While the government plans its strategy, youth clubs like ours could soon be lost

The government’s new youth initiative is welcome, but as these youth workers at Hastings Commons explain, it could come too late for some

In March 2025, the government launched a groundbreaking new listening exercise called Deliver You – an important opportunity for young people to explain what they want and need from their youth clubs and services going forward. This will inform a nationwide youth strategy designed to hand back power to young people and their communities and to rebuild a flourishing and viable youth sector.

The Covid pandemic and lockdown left lots of young people isolated, saw a major decline in their wellbeing, increased mental ill health issues and saw them cut off from their peers and society in general, at crucial stages in their developmental journeys. 

This came on top of £1.2 billion in council funding cuts to youth services in England between 2010/11 and 2023/24. So, clearly Deliver You is desperately needed – but how long will it take before frontline services and the nation’s young people actually see the benefits of the consultation and new strategy?
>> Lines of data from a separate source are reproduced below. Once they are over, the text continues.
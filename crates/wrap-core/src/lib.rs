//! # wrap-core
//!
//! Monitor topology and cursor-wrap decision logic for Cursor-Wrap.
//!
//! This crate has zero dependencies on OS APIs.  Monitor rectangles come in,
//! wrap decisions come out; the hook, the cursor-positioning call and the
//! timer facility are supplied by the host through small traits.
//!
//! # Architecture overview
//!
//! Cursor-Wrap turns the outer boundary of a multi-monitor desktop into a
//! torus: pushing the cursor against the far-left edge makes it reappear on
//! the far-right edge at the same relative height, and likewise for top and
//! bottom.
//!
//! - **`domain`** – Pure geometry.  [`Topology`] classifies every monitor edge
//!   as *outer* (faces open space) or *internal* (abuts a neighbour) and maps a
//!   point on one outer edge to the matching point on the opposite one.
//!
//! - **`engine`** – The per-mouse-move decision state machine.  [`WrapEngine`]
//!   applies the suppression gates (single monitor, drag, anti-oscillation,
//!   direction, sticky-edge dwell) and reads the current topology from a
//!   [`TopologyStore`] that the display-change side swaps atomically.

pub mod domain;
pub mod engine;

pub use domain::geometry::{MonitorId, MonitorRect, Point};
pub use domain::settings::{SettingsError, WrapMode, WrapSettings};
pub use domain::topology::{
    detect_monitor_gaps, Edge, EdgeMap, EdgeType, GapAxis, GapInfo, Topology,
    ADJACENCY_TOLERANCE,
};
pub use engine::decision::{MoveContext, WrapEngine, WRAP_DISTANCE_THRESHOLD};
pub use engine::sticky::{StickyTimer, WrapRequest};
pub use engine::store::{TopologySnapshot, TopologyStore};
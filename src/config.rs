use std::{fs, path::Path};

use color_eyre::eyre::{Result, WrapErr};
use log::info;

use crate::engine::prelude::*;

/// Reads a collection export: a JSON array of owned cards.
pub fn load_collection(path: &Path) -> Result<Vec<OwnedCard>> {
    let raw = fs::read_to_string(path)
        .wrap_err_with(|| format!("unable to read collection {}", path.display()))?;
    let owned: Vec<OwnedCard> = serde_json::from_str(&raw)
        .wrap_err_with(|| format!("collection {} is not a list of owned cards", path.display()))?;
    info!("config: loaded {} collection lines from {}", owned.len(), path.display());
    Ok(owned)
}

/// Reads a deck spec from TOML. Missing fields keep their defaults; without
/// a file the defaults are used as is.
pub fn load_spec(path: Option<&Path>) -> Result<DeckSpec> {
    let Some(path) = path else {
        return Ok(DeckSpec::default());
    };
    let raw = fs::read_to_string(path)
        .wrap_err_with(|| format!("unable to read deck spec {}", path.display()))?;
    let spec = toml::from_str(&raw)
        .wrap_err_with(|| format!("deck spec {} is malformed", path.display()))?;
    info!("config: loaded deck spec from {}", path.display());
    Ok(spec)
}
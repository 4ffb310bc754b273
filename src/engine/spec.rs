use std::fmt;

use serde::Deserialize;

use crate::engine::prelude::*;

/// A constructed format. Anything we don't know gets the generic
/// 60 card, 4 copy rules.
#[derive(Clone, PartialEq, Eq, Debug, Deserialize)]
#[serde(from = "String")]
pub struct Format {
    name: String,
    key: String,
}

impl Format {
    pub const COMMANDER: &'static str = "commander";

    pub fn new(name: impl Into<String>) -> Self {
        let name = name.into();
        let key = name.trim().to_lowercase();
        Self { name, key }
    }

    /// As the user wrote it.
    pub fn name(&self) -> &str {
        &self.name
    }

    /// Lower-cased, as card legality maps spell it.
    pub fn key(&self) -> &str {
        &self.key
    }

    pub fn is_singleton(&self) -> bool {
        self.key == Self::COMMANDER
    }

    pub fn copy_limit(&self) -> usize {
        if self.is_singleton() { 1 } else { 4 }
    }

    pub fn deck_size(&self) -> usize {
        if self.is_singleton() { 100 } else { 60 }
    }
}

impl From<String> for Format {
    fn from(name: String) -> Self {
        Self::new(name)
    }
}

impl Default for Format {
    fn default() -> Self {
        Self::new(Self::COMMANDER)
    }
}

impl fmt::Display for Format {
    fn fmt(&self, f: &mut fmt::Formatter<'_>) -> fmt::Result {
        f.write_str(&self.name)
    }
}

/// The blueprint for one build. Targets are counts of card copies.
#[derive(Clone, Debug, Deserialize)]
#[serde(default)]
pub struct DeckSpec {
    pub format: Format,
    pub color_identity: ColorIdentity,
    pub target_creatures: usize,
    pub target_removal: usize,
    pub target_ramp: usize,
    pub target_draw: usize,
    pub target_board_wipes: usize,
    pub target_lands: usize,
}

impl Default for DeckSpec {
    fn default() -> Self {
        Self {
            format: Format::default(),
            color_identity: [ManaType::White, ManaType::Black].into_iter().collect(),
            target_creatures: 25,
            target_removal: 10,
            target_ramp: 10,
            target_draw: 8,
            target_board_wipes: 2,
            target_lands: 37,
        }
    }
}

impl DeckSpec {
    /// Only these roles are steered towards a count; threats use the
    /// creature target.
    pub fn target_for(&self, role: Role) -> Option<usize> {
        match role {
            Role::Removal => Some(self.target_removal),
            Role::Ramp => Some(self.target_ramp),
            Role::Draw => Some(self.target_draw),
            Role::Threat => Some(self.target_creatures),
            Role::BoardWipe => Some(self.target_board_wipes),
            _ => None,
        }
    }

    /// Land slots, capped at the format's deck size.
    pub fn land_slots(&self) -> usize {
        self.target_lands.min(self.format.deck_size())
    }

    pub fn nonland_target(&self) -> usize {
        self.format.deck_size() - self.land_slots()
    }
}
use std::time::Duration;

use color_eyre::Result;
use crossterm::event::{KeyCode, KeyEvent, KeyModifiers};
use log::info;

use super::event::{Event, EventHandler};
use super::tui::Tui;
use super::view::DeckView;

#[derive(Debug, Clone, Copy, PartialEq, Eq)]
enum Mode {
    Running,
    Quitting
}

/// The terminal application
pub struct App {
    pub view: DeckView,

    /// First deck line shown
    pub scroll: u16,

    /// The state of the application.
    mode: Mode,
}

impl App {
    /// Constructs a new instance of [`App`]
    pub fn new(view: DeckView) -> Self {
        Self {
            view,
            scroll: 0,
            mode: Mode::Running,
        }
    }

    pub fn run(&mut self) -> Result<()> {
        info!("client: initializing terminal");
        let mut tui = Tui::new(EventHandler::new())?;
        tui.enter()?;

        info!("client: entering main loop");
        while self.running() {
            tui.draw(self)?;
            if let Some(event) = tui.events.next(Duration::from_millis(250))? {
                self.update(event);
            }
        }

        info!("client: tearing down user interface");
        tui.exit()?;
        Ok(())
    }

    pub fn running(&self) -> bool {
        self.mode != Mode::Quitting
    }

    pub fn quit(&mut self) {
        self.mode = Mode::Quitting;
    }

    pub fn update(&mut self, event: Event) {
        match event {
            Event::Key(key) => self.on_key(key),
            Event::Resize(_, _) => {}
        }
    }

    fn on_key(&mut self, key: KeyEvent) {
        match key.code {
            KeyCode::Esc | KeyCode::Char('q') => self.quit(),
            KeyCode::Char('c') if key.modifiers.contains(KeyModifiers::CONTROL) => self.quit(),
            KeyCode::Char('j') | KeyCode::Down => self.scroll_down(),
            KeyCode::Char('k') | KeyCode::Up => self.scroll_up(),
            _ => {}
        }
    }

    fn scroll_down(&mut self) {
        let last = self.view.deck_lines().len().saturating_sub(1);
        if (self.scroll as usize) < last {
            self.scroll += 1;
        }
    }

    fn scroll_up(&mut self) {
        self.scroll = self.scroll.saturating_sub(1);
    }
}
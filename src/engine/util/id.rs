use std::{iter::Iterator, marker::PhantomData, fmt::Debug, any::type_name, hash::Hash};

/// A typed slot number. IDs are handed out in increasing order, so ordering
/// a map by ID keeps the order things were first registered in.
pub struct ID<T> (usize, PhantomData<T>);

impl<T> Hash for ID<T> {
    fn hash<H: std::hash::Hasher>(&self, state: &mut H) {
        self.0.hash(state)
    }
}

impl<T> Clone for ID<T> {
    fn clone(&self) -> Self {
        *self
    }
}

impl<T> Debug for ID<T> {
    fn fmt(&self, f: &mut std::fmt::Formatter<'_>) -> std::fmt::Result {
        let short_name = type_name::<T>().rsplit("::").next().unwrap_or("?");
        write!(f, "'{} ID {}'", short_name, self.0)
    }
}

impl<T> Copy for ID<T> {}

impl<T> PartialEq for ID<T> {
    fn eq(&self, other: &Self) -> bool {
        self.0.eq(&other.0)
    }
}

impl<T> Eq for ID<T> {}

impl<T> Ord for ID<T> {
    fn cmp(&self, other: &Self) -> std::cmp::Ordering {
        self.0.cmp(&other.0)
    }
}

impl<T> PartialOrd for ID<T> {
    fn partial_cmp(&self, other: &Self) -> Option<std::cmp::Ordering> {
        Some(self.cmp(other))
    }
}


pub struct IDFactory<I>(usize, PhantomData<I>);

impl<T> IDFactory<ID<T>> {
    pub fn new() -> Self {
        Self(0, PhantomData)
    }

    pub fn get_id(&mut self) -> ID<T> {
        self.0 += 1;
        ID(self.0, PhantomData)
    }
}

impl<T> Default for IDFactory<ID<T>> {
    fn default() -> Self {
        Self::new()
    }
}

impl<T> Iterator for IDFactory<ID<T>> {
    type Item = ID<T>;

    fn next(&mut self) -> Option<Self::Item> {
        Some(self.get_id())
    }
}
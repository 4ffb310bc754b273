mod client;
mod config;
mod engine;

use std::path::PathBuf;

use clap::Parser;
use color_eyre::Result;
use log::{info, LevelFilter};

use client::DeckView;
use engine::prelude::*;

/// Builds a deck from the cards you own.
#[derive(Parser, Debug)]
#[command(version, about)]
struct Args {
    /// JSON collection export: a list of owned cards
    #[arg(short, long)]
    collection: PathBuf,

    /// TOML deck spec; defaults are used for anything it leaves out
    #[arg(short, long)]
    spec: Option<PathBuf>,

    /// Overrides the spec's format
    #[arg(short, long)]
    format: Option<String>,

    /// Overrides the spec's color identity, e.g. `WB`
    #[arg(long)]
    colors: Option<ColorIdentity>,

    /// Overrides the spec's land target
    #[arg(long)]
    lands: Option<usize>,

    #[arg(long, default_value = "deckbuilder.log")]
    log_file: PathBuf,

    #[arg(long, default_value = "info")]
    log_level: LevelFilter,

    /// Print the list as text instead of opening the viewer
    #[arg(long)]
    plain: bool,

    /// Print the decklist as JSON
    #[arg(long, conflicts_with = "plain")]
    json: bool,
}

fn main() -> Result<()> {
    color_eyre::install()?;
    let args = Args::parse();
    simple_logging::log_to_file(&args.log_file, args.log_level)?;

    let owned = config::load_collection(&args.collection)?;
    let mut spec = config::load_spec(args.spec.as_deref())?;
    if let Some(format) = args.format {
        spec.format = Format::from(format);
    }
    if let Some(colors) = args.colors {
        spec.color_identity = colors;
    }
    if let Some(lands) = args.lands {
        spec.target_lands = lands;
    }
    info!("main: building a {} deck in {}", spec.format, spec.color_identity);

    let build = DeckBuilder::default().build(&owned, &spec);
    info!("main: {}", build.decklist.message);

    if args.json {
        println!("{}", serde_json::to_string_pretty(&build.decklist)?);
    } else if args.plain {
        println!("{}", DeckView::new(&build, &spec).render_plain());
    } else {
        client::launch(DeckView::new(&build, &spec))?;
    }
    Ok(())
}
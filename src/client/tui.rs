use std::{io, panic};

use color_eyre::Result;
use crossterm::terminal::{self, EnterAlternateScreen, LeaveAlternateScreen};

pub type CrosstermTerminal =
    ratatui::Terminal<ratatui::backend::CrosstermBackend<std::io::Stderr>>;

use crate::client::{app::App, event::EventHandler, ui};

/// Owns the terminal for the lifetime of the viewer: raw mode and the
/// alternate screen go on in [`Tui::enter`] and come off in [`Tui::exit`],
/// or in the panic hook if something blows up in between.
pub struct Tui {
    terminal: CrosstermTerminal,
    pub events: EventHandler,
}

impl Tui {
    pub fn new(events: EventHandler) -> Result<Self> {
        let backend = ratatui::backend::CrosstermBackend::new(io::stderr());
        let terminal = ratatui::Terminal::new(backend)?;
        Ok(Self { terminal, events })
    }

    pub fn enter(&mut self) -> Result<()> {
        terminal::enable_raw_mode()?;
        crossterm::execute!(io::stderr(), EnterAlternateScreen)?;

        let panic_hook = panic::take_hook();
        panic::set_hook(Box::new(move |panic_info| {
            if let Err(e) = Self::reset() {
                eprintln!("failed to reset the terminal: {e}");
            }
            panic_hook(panic_info);
        }));

        self.terminal.hide_cursor()?;
        self.terminal.clear()?;
        Ok(())
    }

    pub fn exit(&mut self) -> Result<()> {
        Self::reset()?;
        self.terminal.show_cursor()?;
        Ok(())
    }

    /// Also called from the panic hook.
    pub fn reset() -> Result<()> {
        terminal::disable_raw_mode()?;
        crossterm::execute!(io::stderr(), LeaveAlternateScreen)?;
        Ok(())
    }

    /// [`Draw`] one frame of the viewer.
    ///
    /// [`Draw`]: ratatui::Terminal::draw
    pub fn draw(&mut self, app: &App) -> Result<()> {
        self.terminal.draw(|frame| ui::render(app, frame))?;
        Ok(())
    }
}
No one seems to know, which has left the youth sector and services at a cliff edge.

Hastings Commons youth centre. Image: Supplied

Hastings Youth Commons – a project run by Hastings Commons, an ecosystem of like-minded charities, community organisations and social entrepreneurs, and backed by the Youth Investment Fund – provides a youth club four nights a week: a warm, safe space where 11- to 25-year-olds can come for food and activities at no cost.

More than 100 young people per week rely on this provision. Like lots of other youth clubs, we are at risk of having to close our doors until the government actions its new strategy.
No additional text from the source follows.